§ **Directions for this task**:
When you find the word "false" in a line of the entries, please copy the whole line.

Saved entries
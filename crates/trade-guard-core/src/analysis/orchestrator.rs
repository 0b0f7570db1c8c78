use std::sync::atomic::{AtomicUsize, Ordering};
use std::sync::Arc;
use std::time::{Duration, Instant};

use chrono::{SecondsFormat, Utc};
use futures::future::join_all;
use tokio::task::AbortHandle;
use tokio::time::timeout;
use tracing::{debug, instrument, warn};

use super::{
    AnalysisWorker, ComplianceError, ComplianceReport, RiskTier, Severity, SeverityCounts,
    WorkerOutcome,
};
use crate::declaration::Declaration;

const DEFAULT_WORKER_TIMEOUT: Duration = Duration::from_secs(30);
const DEFAULT_RUN_TIMEOUT: Duration = Duration::from_secs(120);

const HOLD_INSTRUCTION: &str = "HOLD: Do not release shipment pending investigation";
const SUPERVISOR_INSTRUCTION: &str = "Requires supervisor approval before clearance";

const CRITICAL_DEDUCTION: f64 = 0.25;
const HIGH_DEDUCTION: f64 = 0.15;
const MEDIUM_DEDUCTION: f64 = 0.08;
const LOW_DEDUCTION: f64 = 0.03;
const INFO_DEDUCTION: f64 = 0.01;

/// Fans one declaration out to every registered worker concurrently and
/// folds the complete outcome set into a single report.
///
/// Workers are dispatched in registration order and their outcomes are
/// reported in that same order regardless of completion order.
pub struct Orchestrator {
    workers: Vec<Arc<dyn AnalysisWorker>>,
    worker_timeout: Duration,
    run_timeout: Duration,
}

impl Default for Orchestrator {
    fn default() -> Self {
        Self::new()
    }
}

impl Orchestrator {
    pub fn new() -> Self {
        Self {
            workers: Vec::new(),
            worker_timeout: DEFAULT_WORKER_TIMEOUT,
            run_timeout: DEFAULT_RUN_TIMEOUT,
        }
    }

    pub fn with_timeouts(mut self, worker_timeout: Duration, run_timeout: Duration) -> Self {
        self.worker_timeout = worker_timeout;
        self.run_timeout = run_timeout;
        self
    }

    /// Append a worker to the dispatch order.
    pub fn register(mut self, worker: Arc<dyn AnalysisWorker>) -> Self {
        self.workers.push(worker);
        self
    }

    pub fn worker_ids(&self) -> Vec<&str> {
        self.workers.iter().map(|w| w.id()).collect()
    }

    /// Run one full compliance check: validate, fan out, fan in,
    /// aggregate. Fatal only on missing input or an incomplete fan-in;
    /// individual worker failures surface on their outcomes.
    #[instrument(name = "compliance_check", skip_all, fields(workers = self.workers.len()))]
    pub async fn run_compliance_check(
        &self,
        declaration: &Declaration,
    ) -> Result<ComplianceReport, ComplianceError> {
        if declaration.is_empty() {
            return Err(ComplianceError::MissingInput);
        }

        let declaration = Arc::new(declaration.clone());
        let completed = Arc::new(AtomicUsize::new(0));
        let mut handles = Vec::with_capacity(self.workers.len());
        for worker in &self.workers {
            let worker = Arc::clone(worker);
            let declaration = Arc::clone(&declaration);
            let completed = Arc::clone(&completed);
            let worker_timeout = self.worker_timeout;
            handles.push(tokio::spawn(async move {
                let start = Instant::now();
                let outcome = match timeout(worker_timeout, worker.analyze(&declaration)).await {
                    Ok(Ok(mut findings)) => {
                        for finding in &mut findings {
                            if finding.worker.is_empty() {
                                finding.worker = worker.id().to_string();
                            }
                        }
                        WorkerOutcome::success(worker.id(), findings, start.elapsed())
                    }
                    Ok(Err(err)) => {
                        warn!(worker = worker.id(), error = %format!("{err:#}"), "worker failed");
                        WorkerOutcome::failure(worker.id(), format!("{err:#}"), start.elapsed())
                    }
                    Err(_) => {
                        warn!(worker = worker.id(), "worker timed out");
                        WorkerOutcome::failure(
                            worker.id(),
                            format!("timed out after {}ms", worker_timeout.as_millis()),
                            start.elapsed(),
                        )
                    }
                };
                completed.fetch_add(1, Ordering::SeqCst);
                outcome
            }));
        }

        let expected = handles.len();
        // Abandoning the run must cancel the still-running workers, not
        // leave them detached.
        let mut guard = AbortGuard::new(handles.iter().map(|h| h.abort_handle()).collect());

        let joined = match timeout(self.run_timeout, join_all(handles)).await {
            Ok(joined) => {
                guard.disarm();
                joined
            }
            Err(_) => {
                let received = completed.load(Ordering::SeqCst);
                drop(guard);
                return Err(ComplianceError::AggregationIncomplete { expected, received });
            }
        };

        let mut outcomes = Vec::with_capacity(expected);
        for (worker, joined) in self.workers.iter().zip(joined) {
            match joined {
                Ok(outcome) => outcomes.push(outcome),
                // A panicked worker is isolated like any other failure.
                Err(err) => outcomes.push(WorkerOutcome::failure(
                    worker.id(),
                    format!("worker panicked: {err}"),
                    Duration::ZERO,
                )),
            }
        }

        Ok(self.aggregate(&declaration, outcomes))
    }

    fn aggregate(&self, declaration: &Declaration, outcomes: Vec<WorkerOutcome>) -> ComplianceReport {
        let mut counts = SeverityCounts::default();
        for outcome in outcomes.iter().filter(|o| !o.is_error()) {
            for finding in &outcome.findings {
                match finding.severity {
                    Severity::Critical => counts.critical += 1,
                    Severity::High => counts.high += 1,
                    Severity::Medium => counts.medium += 1,
                    Severity::Low => counts.low += 1,
                    Severity::Info => counts.info += 1,
                }
            }
        }

        let (overall_risk, requires_manual_review) = risk_tier(&counts);
        let recommendations = self.recommendations(&outcomes, overall_risk);
        let processing_time_ms = outcomes.iter().map(|o| o.elapsed_ms).sum();

        let report = ComplianceReport {
            declaration_id: declaration
                .declaration_id
                .clone()
                .unwrap_or_else(|| format!("decl-{}", Utc::now().format("%Y%m%d%H%M%S"))),
            timestamp: Utc::now().to_rfc3339_opts(SecondsFormat::Secs, true),
            total_findings: counts.total(),
            severity_counts: counts,
            overall_risk,
            requires_manual_review,
            confidence: confidence_score(&counts),
            processing_time_ms,
            recommendations,
            worker_outcomes: outcomes,
        };
        debug!(
            total_findings = report.total_findings,
            risk = ?report.overall_risk,
            "aggregation completed"
        );
        report
    }

    /// One fixed remediation line per worker with a critical/high
    /// finding, in dispatch order, after the risk-tier instruction.
    fn recommendations(&self, outcomes: &[WorkerOutcome], risk: RiskTier) -> Vec<String> {
        let mut recommendations = Vec::new();
        for (worker, outcome) in self.workers.iter().zip(outcomes) {
            if outcome.is_error() {
                continue;
            }
            let qualifying = outcome
                .findings
                .iter()
                .any(|f| matches!(f.severity, Severity::Critical | Severity::High));
            if qualifying {
                if let Some(advice) = worker.remediation_advice() {
                    recommendations.push(advice.to_string());
                }
            }
        }
        match risk {
            RiskTier::Critical => recommendations.insert(0, HOLD_INSTRUCTION.to_string()),
            RiskTier::High => recommendations.insert(0, SUPERVISOR_INSTRUCTION.to_string()),
            _ => {}
        }
        recommendations
    }
}

/// Strict priority ladder, first match wins.
fn risk_tier(counts: &SeverityCounts) -> (RiskTier, bool) {
    if counts.critical > 0 {
        (RiskTier::Critical, true)
    } else if counts.high > 0 {
        (RiskTier::High, true)
    } else if counts.medium > 1 {
        (RiskTier::Medium, true)
    } else if counts.medium > 0 || counts.low > 0 {
        (RiskTier::Low, false)
    } else {
        (RiskTier::Clear, false)
    }
}

/// Verdict confidence: maximal with zero findings, deducted per finding
/// by severity, never increased by more or worse findings.
fn confidence_score(counts: &SeverityCounts) -> f64 {
    let deduction = counts.critical as f64 * CRITICAL_DEDUCTION
        + counts.high as f64 * HIGH_DEDUCTION
        + counts.medium as f64 * MEDIUM_DEDUCTION
        + counts.low as f64 * LOW_DEDUCTION
        + counts.info as f64 * INFO_DEDUCTION;
    (1.0 - deduction).clamp(0.0, 1.0)
}

struct AbortGuard {
    handles: Vec<AbortHandle>,
    armed: bool,
}

impl AbortGuard {
    fn new(handles: Vec<AbortHandle>) -> Self {
        Self {
            handles,
            armed: true,
        }
    }

    fn disarm(&mut self) {
        self.armed = false;
    }
}

impl Drop for AbortGuard {
    fn drop(&mut self) {
        if self.armed {
            for handle in &self.handles {
                handle.abort();
            }
        }
    }
}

§ **Problem solution**:
        (RiskTier::Low, false)
        (RiskTier::Clear, false)
        self.armed = false;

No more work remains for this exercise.